Tourism associated with the copper mining history and marine leisure activity has become a major part of Wallaroo's economy in the latter 1900s. The three-day Kernewek Lowender Cornish festival is held every odd year in May, with Kadina, Moonta and Wallaroo each hosting the festival for one day. From the 1990s, beachfront development in the town has accelerated with new housing developments situated at Office and North beaches. The Copper Cove Marina commenced construction at North Beach in 1997 and expects, on completion, to contain a total of 154 marina berths with a proportionate number of new residential and commercial plots. The marina development is almost one third of the size of the original township (prior to 1997).
Wallaroo is at the western end of the Copper Coast Highway and on the Spencer Highway.

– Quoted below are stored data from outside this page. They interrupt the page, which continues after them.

//! Assembly of per-unit Markdown into the output document.
//!
//! Every unit (a page in vision mode, a block in text mode) is appended as
//! soon as it is recognised, preceded by one newline, and by a second one
//! when it opens with a heading so the heading always starts a paragraph.
//! Pages already appended stay in the output file when a later page fails.

use crate::error::ScanbookError;
use async_trait::async_trait;
use std::path::{Path, PathBuf};
use tokio::fs::OpenOptions;
use tokio::io::AsyncWriteExt;

/// The text appended to the document for one unit of Markdown.
pub fn page_chunk(markdown: &str) -> String {
    let mut chunk = String::with_capacity(markdown.len() + 2);
    chunk.push('\n');
    if markdown.starts_with('#') {
        chunk.push('\n');
    }
    chunk.push_str(markdown);
    chunk
}

/// In-memory copy of everything appended so far.
#[derive(Debug, Clone, Default, PartialEq, Eq)]
pub struct Document {
    markdown: String,
    parts: usize,
}

impl Document {
    /// Append one unit, returning the chunk that was added.
    pub fn push_page(&mut self, markdown: &str) -> String {
        let chunk = page_chunk(markdown);
        self.markdown.push_str(&chunk);
        self.parts += 1;
        chunk
    }

    pub fn as_str(&self) -> &str {
        &self.markdown
    }

    pub fn parts(&self) -> usize {
        self.parts
    }

    pub fn into_markdown(self) -> String {
        self.markdown
    }
}

/// Destination for chunks as they are produced.
#[async_trait]
pub trait PageSink: Send {
    async fn write_chunk(&mut self, chunk: &str) -> Result<(), ScanbookError>;
}

/// Appends chunks to a file that is created empty when the sink opens.
#[derive(Debug)]
pub struct AppendFile {
    path: PathBuf,
}

impl AppendFile {
    /// Create (or truncate) `path`, creating missing parent directories.
    pub async fn create(path: impl Into<PathBuf>) -> Result<Self, ScanbookError> {
        let path = path.into();
        let fail = |source| ScanbookError::OutputWriteFailed {
            path: path.clone(),
            source,
        };
        if let Some(parent) = path.parent().filter(|p| !p.as_os_str().is_empty()) {
            tokio::fs::create_dir_all(parent).await.map_err(fail)?;
        }
        tokio::fs::write(&path, b"").await.map_err(fail)?;
        Ok(Self { path })
    }

    pub fn path(&self) -> &Path {
        &self.path
    }
}

#[async_trait]
impl PageSink for AppendFile {
    async fn write_chunk(&mut self, chunk: &str) -> Result<(), ScanbookError> {
        let fail = |source| ScanbookError::OutputWriteFailed {
            path: self.path.clone(),
            source,
        };
        // Opened per chunk so every completed unit is on disk before the next
        // request goes out.
        let mut file = OpenOptions::new()
            .append(true)
            .open(&self.path)
            .await
            .map_err(fail)?;
        file.write_all(chunk.as_bytes()).await.map_err(fail)?;
        file.flush().await.map_err(fail)?;
        Ok(())
    }
}

/// Sink that drops everything; the document is still kept in memory.
#[derive(Debug, Default)]
pub struct Discard;

#[async_trait]
impl PageSink for Discard {
    async fn write_chunk(&mut self, _chunk: &str) -> Result<(), ScanbookError> {
        Ok(())
    }
}

#[cfg(test)]
mod tests {
    use super::*;

    #[test]
    fn headings_get_an_extra_newline() {
        assert_eq!(page_chunk("# Chapter One\n\nText"), "\n\n# Chapter One\n\nText");
        assert_eq!(page_chunk("plain text"), "\nplain text");
        assert_eq!(page_chunk(""), "\n");
    }

    #[test]
    fn document_concatenates_chunks_in_order() {
        let mut doc = Document::default();
        doc.push_page("# One");
        doc.push_page("continued");
        assert_eq!(doc.as_str(), "\n\n# One\ncontinued");
        assert_eq!(doc.parts(), 2);
    }

    #[tokio::test]
    async fn append_file_starts_empty_and_appends() {
        let tmp = tempfile::tempdir().unwrap();
        let path = tmp.path().join("out").join("book.md");
        std::fs::create_dir_all(path.parent().unwrap()).unwrap();
        std::fs::write(&path, "stale content from an earlier run").unwrap();

        let mut sink = AppendFile::create(&path).await.unwrap();
        assert_eq!(std::fs::read_to_string(&path).unwrap(), "");

        sink.write_chunk("\npage one").await.unwrap();
        sink.write_chunk("\n\n# Two").await.unwrap();
        assert_eq!(std::fs::read_to_string(&path).unwrap(), "\npage one\n\n# Two");
    }
}
impl ConversionConfigBuilder {
    pub fn mode(mut self, mode: PipelineMode) -> Self {
        self.config.mode = mode;
        self
    }

    pub fn dpi(mut self, dpi: u32) -> Self {
        self.config.dpi = dpi.clamp(72, 600);
        self
    }

    pub fn max_rendered_pixels(mut self, px: u32) -> Self {
        self.config.max_rendered_pixels = px.max(100);
        self
    }

    pub fn pages(mut self, selection: PageSelection) -> Self {
        self.config.pages = selection;
        self
    }

    pub fn password(mut self, pwd: impl Into<String>) -> Self {
        self.config.password = Some(pwd.into());
        self
    }

    pub fn model(mut self, model: impl Into<String>) -> Self {
        self.config.model = Some(model.into());
        self
    }

    pub fn provider_name(mut self, name: impl Into<String>) -> Self {
        self.config.provider_name = Some(name.into());
        self
    }

    pub fn provider(mut self, provider: Arc<dyn LLMProvider>) -> Self {
        self.config.provider = Some(provider);
        self
    }

    pub fn temperature(mut self, t: f32) -> Self {
        self.config.temperature = t.clamp(0.0, 2.0);
        self
    }

    pub fn temperature_step(mut self, step: f32) -> Self {
        self.config.temperature_step = step.max(0.0);
        self
    }

    pub fn retry_backoff_ms(mut self, ms: u64) -> Self {
        self.config.retry_backoff_ms = ms;
        self
    }

    pub fn max_tokens(mut self, n: usize) -> Self {
        self.config.max_tokens = n;
        self
    }

    pub fn block_tokens(mut self, n: usize) -> Self {
        self.config.block_tokens = n;
        self
    }

    pub fn context_window_tokens(mut self, n: usize) -> Self {
        self.config.context_window_tokens = n;
        self
    }

    pub fn cost_ceiling_usd(mut self, usd: f64) -> Self {
        self.config.cost_ceiling_usd = usd;
        self
    }

    pub fn pricing(mut self, pricing: ModelPricing) -> Self {
        self.config.pricing = Some(pricing);
        self
    }

    pub fn excerpt_chars(mut self, n: usize) -> Self {
        self.config.excerpt_chars = n;
        self
    }

    pub fn fallback_to_ocr(mut self, v: bool) -> Self {
        self.config.fallback_to_ocr = v;
        self
    }

    pub fn correct_fallback_ocr(mut self, v: bool) -> Self {
        self.config.correct_fallback_ocr = v;
        self
    }

    pub fn ocr_language(mut self, lang: impl Into<String>) -> Self {
        self.config.ocr_language = lang.into();
        self
    }

    pub fn tesseract_path(mut self, path: impl Into<PathBuf>) -> Self {
        self.config.tesseract_path = path.into();
        self
    }

    pub fn temp_dir(mut self, dir: impl Into<PathBuf>) -> Self {
        self.config.temp_dir = dir.into();
        self
    }

    pub fn keep_images(mut self, v: bool) -> Self {
        self.config.keep_images = v;
        self
    }

    pub fn run_log(mut self, path: impl Into<PathBuf>) -> Self {
        self.config.run_log = Some(path.into());
        self
    }

    pub fn clean_output(mut self, v: bool) -> Self {
        self.config.clean_output = v;
        self
    }

    pub fn system_prompt(mut self, prompt: impl Into<String>) -> Self {
        self.config.system_prompt = Some(prompt.into());
        self
    }

    pub fn download_timeout_secs(mut self, secs: u64) -> Self {
        self.config.download_timeout_secs = secs;
        self
    }

    pub fn progress_callback(mut self, cb: ProgressCallback) -> Self {
        self.config.progress_callback = Some(cb);
        self
    }

    /// Build the configuration, validating constraints.
    pub fn build(self) -> Result<ConversionConfig, ScanbookError> {
        let c = &self.config;
        if c.block_tokens == 0 {
            return Err(ScanbookError::InvalidConfig(
                "block_tokens must be ≥ 1".into(),
            ));
        }
        if c.block_tokens > c.context_window_tokens {
            return Err(ScanbookError::InvalidConfig(format!(
                "block_tokens ({}) exceeds the context window ({})",
                c.block_tokens, c.context_window_tokens
            )));
        }
        if c.excerpt_chars == 0 || c.excerpt_chars > MAX_EXCERPT_CHARS {
            return Err(ScanbookError::InvalidConfig(format!(
                "excerpt_chars must be 1–{}, got {}",
                MAX_EXCERPT_CHARS, c.excerpt_chars
            )));
        }
        if !(c.cost_ceiling_usd > 0.0) {
            return Err(ScanbookError::InvalidConfig(format!(
                "cost ceiling must be positive, got {}",
                c.cost_ceiling_usd
            )));
        }
        if c.ocr_language.trim().is_empty() {
            return Err(ScanbookError::InvalidConfig(
                "OCR language must not be empty".into(),
            ));
        }
        Ok(self.config)
    }
}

The Balaklava-Moonta and Kadina-Brinkworth railway lines closed in the 1990s. From the 1990s until 2009, the Lions Club of Yorke Peninsula Rail operated tourist services between Wallaroo, Kadina and Bute on some Sundays on the previously disused railway line. Grain is transported to the storage near the wharf by road, and loaded to ships by conveyor belts at the Wallaroo jetty. The jetty is also regarded as one of the best scuba diving sites in South Australia. The water is only 5–6 metres deep so can also be enjoyed by snorkelers and free-divers.
The Copper Coast Council governs Wallaroo at the municipal level, replacing the former Corporate Town of Wallaroo which existed from 1874 to 1997. As such, it remains part of the Hundred of Wallaroo which itself is part of the County of Daly. Wallaroo lies in the state electoral district of Narungga and the federal electoral Division of Grey.